Even though a growing number of employers are offering wellness
programs, only 37 percent of full-time workers employed in medium
and large private establishments were eligible for wellness programs
by 1993. However, a recent survey found that 88 percent of major
employers have introduced some form of health promotion, disease
prevention, or early intervention initiative to encourage healthy
lifestyles among their salaried employees.
Distinctions must be drawn between short- and long-term strategies.
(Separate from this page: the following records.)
//! Sanitizer: the trust boundary for generator output
//!
//! The generator reports its own risk label, but that label is never used.
//! `Sanitizer::sanitize` turns an untrusted `CandidateResult` into a
//! `SanitizedResult` whose risk fields come only from the rule engine.
//! `SanitizedResult` has no public constructor, so holding one proves the
//! classifier ran.

use serde::{Deserialize, Serialize};
use std::sync::Arc;

use super::classifier::{Assessment, RiskClassifier};
use super::risk::RiskLevel;

/// Raw generator output, before classification
#[derive(Debug, Clone, Default, PartialEq, Eq, Serialize, Deserialize)]
#[serde(rename_all = "camelCase")]
pub struct CandidateResult {
    pub commands: Vec<String>,
    #[serde(default)]
    pub dry_run_commands: Vec<String>,
    /// Claimed by the generator; ignored
    #[serde(default)]
    pub risk_level: RiskLevel,
    /// Claimed by the generator; ignored
    #[serde(default)]
    pub needs_confirmation: bool,
}

/// Candidate overlaid with the authoritative verdict
#[derive(Debug, Clone, PartialEq, Eq, Serialize)]
#[serde(rename_all = "camelCase")]
pub struct SanitizedResult {
    commands: Vec<String>,
    dry_run_commands: Vec<String>,
    risk_level: RiskLevel,
    needs_confirmation: bool,
    safety: Assessment,
}

impl SanitizedResult {
    pub fn commands(&self) -> &[String] {
        &self.commands
    }

    pub fn dry_run_commands(&self) -> &[String] {
        &self.dry_run_commands
    }

    /// Recomputed risk level
    pub fn risk_level(&self) -> RiskLevel {
        self.risk_level
    }

    /// Recomputed confirmation requirement
    pub fn needs_confirmation(&self) -> bool {
        self.needs_confirmation
    }

    pub fn is_blocked(&self) -> bool {
        self.safety.blocked
    }

    /// Full assessment, including `blocked` and `reasons`
    pub fn safety(&self) -> &Assessment {
        &self.safety
    }

    pub fn into_safety(self) -> Assessment {
        self.safety
    }

    /// Assessment as it should be shown to a user
    ///
    /// Same as `safety()` with the top-level risk and confirmation overlaid,
    /// so a refusal never reads as Low.
    pub fn verdict(&self) -> Assessment {
        Assessment {
            risk_level: self.risk_level,
            needs_confirmation: self.needs_confirmation,
            ..self.safety.clone()
        }
    }
}

/// Re-derives risk for generator output
#[derive(Debug, Clone)]
pub struct Sanitizer {
    classifier: Arc<RiskClassifier>,
}

impl Sanitizer {
    pub fn new(classifier: Arc<RiskClassifier>) -> Self {
        Self { classifier }
    }

    pub fn classifier(&self) -> &RiskClassifier {
        &self.classifier
    }

    /// Recompute risk from the raw commands, discarding the claimed label
    pub fn sanitize(&self, candidate: CandidateResult) -> SanitizedResult {
        let safety = self
            .classifier
            .evaluate(&candidate.commands, &candidate.dry_run_commands);

        if candidate.risk_level != safety.risk_level {
            tracing::debug!(
                "Generator claimed {} risk, classifier computed {}",
                candidate.risk_level,
                safety.risk_level
            );
        }

        // A refusal is always presented as maximally unsafe, whatever the
        // non-blocking rules computed
        let (risk_level, needs_confirmation) = if safety.blocked {
            (RiskLevel::High, true)
        } else {
            (safety.risk_level, safety.needs_confirmation)
        };

        SanitizedResult {
            commands: candidate.commands,
            dry_run_commands: candidate.dry_run_commands,
            risk_level,
            needs_confirmation,
            safety,
        }
    }
}
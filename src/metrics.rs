// Prometheus metrics for the command risk classifier
//
// Exposed on the /metrics HTTP endpoint when enabled:
// - Assessments by risk level (counter)
// - Blocked batches (counter)
// - Rule matches by category (counter)
// - Assessment latency (histogram)

use lazy_static::lazy_static;
use prometheus::{Encoder, Histogram, IntCounter, IntCounterVec, Registry, TextEncoder};
use std::sync::{Arc, OnceLock};
use std::time::Duration;

use crate::safety::{Assessment, RuleCategory};

lazy_static! {
    pub static ref REGISTRY: Arc<Registry> = Arc::new(Registry::new());

    pub static ref ASSESSMENTS_TOTAL: IntCounterVec = IntCounterVec::new(
        prometheus::Opts::new("assessments_total", "Total number of command batches assessed"),
        &["risk_level"]
    ).expect("Failed to create assessments total metric");

    pub static ref BLOCKED_TOTAL: IntCounter = IntCounter::new(
        "blocked_total",
        "Total number of command batches refused by a hard-block rule"
    ).expect("Failed to create blocked total metric");

    pub static ref RULE_MATCHES_TOTAL: IntCounterVec = IntCounterVec::new(
        prometheus::Opts::new("rule_matches_total", "Total number of rule matches"),
        &["category"]
    ).expect("Failed to create rule matches metric");

    pub static ref ASSESSMENT_DURATION_SECONDS: Histogram = Histogram::with_opts(
        prometheus::HistogramOpts::new(
            "assessment_duration_seconds",
            "Time to assess one command batch"
        )
        .buckets(vec![0.00001, 0.00005, 0.0001, 0.0005, 0.001, 0.005, 0.01]),
    ).expect("Failed to create assessment duration metric");
}

static INIT: OnceLock<Result<(), String>> = OnceLock::new();

/// Register all metrics with the registry
///
/// Safe to call more than once; registration happens on the first call and
/// every call reports its outcome.
pub fn init() -> prometheus::Result<()> {
    init_once(&INIT, register_all)
}

fn init_once<F>(cell: &OnceLock<Result<(), String>>, register: F) -> prometheus::Result<()>
where
    F: FnOnce() -> prometheus::Result<()>,
{
    cell.get_or_init(|| register().map_err(|e| e.to_string()))
        .clone()
        .map_err(prometheus::Error::Msg)
}

fn register_all() -> prometheus::Result<()> {
    REGISTRY.register(Box::new(ASSESSMENTS_TOTAL.clone()))?;
    REGISTRY.register(Box::new(BLOCKED_TOTAL.clone()))?;
    REGISTRY.register(Box::new(RULE_MATCHES_TOTAL.clone()))?;
    REGISTRY.register(Box::new(ASSESSMENT_DURATION_SECONDS.clone()))?;
    Ok(())
}

/// Record the outcome of one assessment
pub fn record_assessment(assessment: &Assessment, elapsed: Duration) {
    ASSESSMENTS_TOTAL
        .with_label_values(&[assessment.risk_level.as_str()])
        .inc();
    if assessment.blocked {
        BLOCKED_TOTAL.inc();
    }
    ASSESSMENT_DURATION_SECONDS.observe(elapsed.as_secs_f64());
}

/// Record a single rule match
pub fn record_rule_match(category: RuleCategory) {
    RULE_MATCHES_TOTAL
        .with_label_values(&[category.as_str()])
        .inc();
}

/// Gather all metrics in Prometheus text format
pub fn gather_metrics() -> prometheus::Result<String> {
    let encoder = TextEncoder::new();
    let metric_families = REGISTRY.gather();
    let mut buffer = Vec::new();
    encoder.encode(&metric_families, &mut buffer)?;
    String::from_utf8(buffer).map_err(|e| prometheus::Error::Msg(e.to_string()))
}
Demand management can be thought of as a short-term strategy when
the focus of the program is on creating more appropriate and efficient
health care utilization. Disease prevention is characterized by
longer-term health improvement objectives. Whether the purpose
is to reduce utilization in the short term or in the long term,
the ultimate goal remains the same: to reduce health care expenditures
while improving overall health. This goal can be achieved through
the use of health risk appraisals, organizational health risk
appraisals, high risk programs, awareness programs, medical call
centers, return to work programs, EAPs, and smoking cessation
programs.
Studies of a health promotion program's cost effectiveness must
disentangle the effects of many competing factors on cost effectiveness.
For example, a health risk appraisal program may identify health
problems of which the patient and the health care provider were
unaware, resulting in the treatment of these health problems.
At the same time, the employer may have switched from a nonmanaged
pharmaceutical program to a managed program with incentives for
participants to utilize generic and/or mail order drugs. As a
result, when evaluating a health promotion program, the long-run
impact on the program's cost effectiveness is most important.